Characterization of Locality in Spin States and Forced Moves for Optimizations
This work addresses a specific bottleneck in optimization for quantum or semiconductor hardware users, offering an incremental improvement over existing methods.
The authors tackled the problem of local minima in Ising-based combinatorial optimization by developing an algorithm that efficiently escapes these minima without requiring exact Boltzmann sampling, demonstrating its effectiveness through numerical experiments.
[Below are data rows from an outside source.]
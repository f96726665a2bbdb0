use anyhow::Result;
use clap::{Arg, ArgAction, Command};

use hwinfo::commands::{completions, info, usage};

fn build_cli() -> Command {
    let section = |name: &'static str, help: &'static str| {
        Arg::new(name)
            .long(name)
            .help(help)
            .action(ArgAction::SetTrue)
    };

    Command::new("hwinfo")
        .version(env!("CARGO_PKG_VERSION"))
        .about("Inspect the hardware of this machine")
        .long_about("Inspect the hardware of this machine\n\nWith no section flags every section is shown.")
        .disable_version_flag(true)
        .arg(
            Arg::new("version")
                .short('v')
                .short_alias('V')
                .long("version")
                .help("Print version information")
                .action(ArgAction::SetTrue)
        )
        .arg(section("cpu", "Show CPU information"))
        .arg(section("gpu", "Show GPU information"))
        .arg(section("ram", "Show memory information"))
        .arg(section("disk", "Show disk information"))
        .arg(section("mbo", "Show motherboard information"))
        .arg(section("network", "Show network adapters"))
        .arg(section("monitor", "Show connected monitors"))
        .arg(section("os", "Show operating system information"))
        .arg(section("battery", "Show battery information"))
        .arg(
            Arg::new("json")
                .long("json")
                .help("Print the selected sections as JSON")
                .action(ArgAction::SetTrue)
        )
        .subcommand(
            Command::new("usage")
                .about("Sample CPU utilization")
                .arg(
                    Arg::new("threads")
                        .short('t')
                        .long("threads")
                        .help("Also show utilization per logical CPU")
                        .action(ArgAction::SetTrue)
                )
        )
        .subcommand(
            Command::new("completions")
                .about("Generate shell completion scripts")
                .arg(
                    Arg::new("shell")
                        .help("Shell to generate completions for (bash, zsh, fish, powershell, elvish)")
                        .required(true)
                        .index(1)
                )
        )
}

fn main() -> Result<()> {
    hwinfo::init_logging();

    let matches = build_cli().get_matches();

    if matches.get_flag("version") {
        println!("hwinfo version {}", env!("CARGO_PKG_VERSION"));
        return Ok(());
    }

    match matches.subcommand() {
        Some(("usage", sub_matches)) => usage::execute(sub_matches)?,
        Some(("completions", sub_matches)) => {
            let mut cli = build_cli();
            completions::execute(sub_matches, &mut cli)?;
        }
        _ => info::execute(&matches)?,
    }

    Ok(())
}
Ising formulations are widely utilized to solve combinatorial optimization problems, and a variety of quantum or semiconductor-based hardware has recently been made available. In combinatorial optimization problems, the existence of local minima in energy landscapes is problematic to use to seek the global minimum. We note that the aim of the optimization is not to obtain exact samplings from the Boltzmann distribution, and there is thus no need to satisfy detailed balance conditions. In light of this fact, we develop an algorithm to get out of the local minima efficiently while it does not yield the exact samplings. For this purpose, we utilize a feature that characterizes locality in the current state, which is easy to obtain with a type of specialized hardware. Furthermore, as the proposed algorithm is based on a rejection-free algorithm, the computational cost is low. In this work, after presenting the details of the proposed algorithm, we report the results of numerical experiments that demonstrate the effectiveness of the proposed feature and algorithm.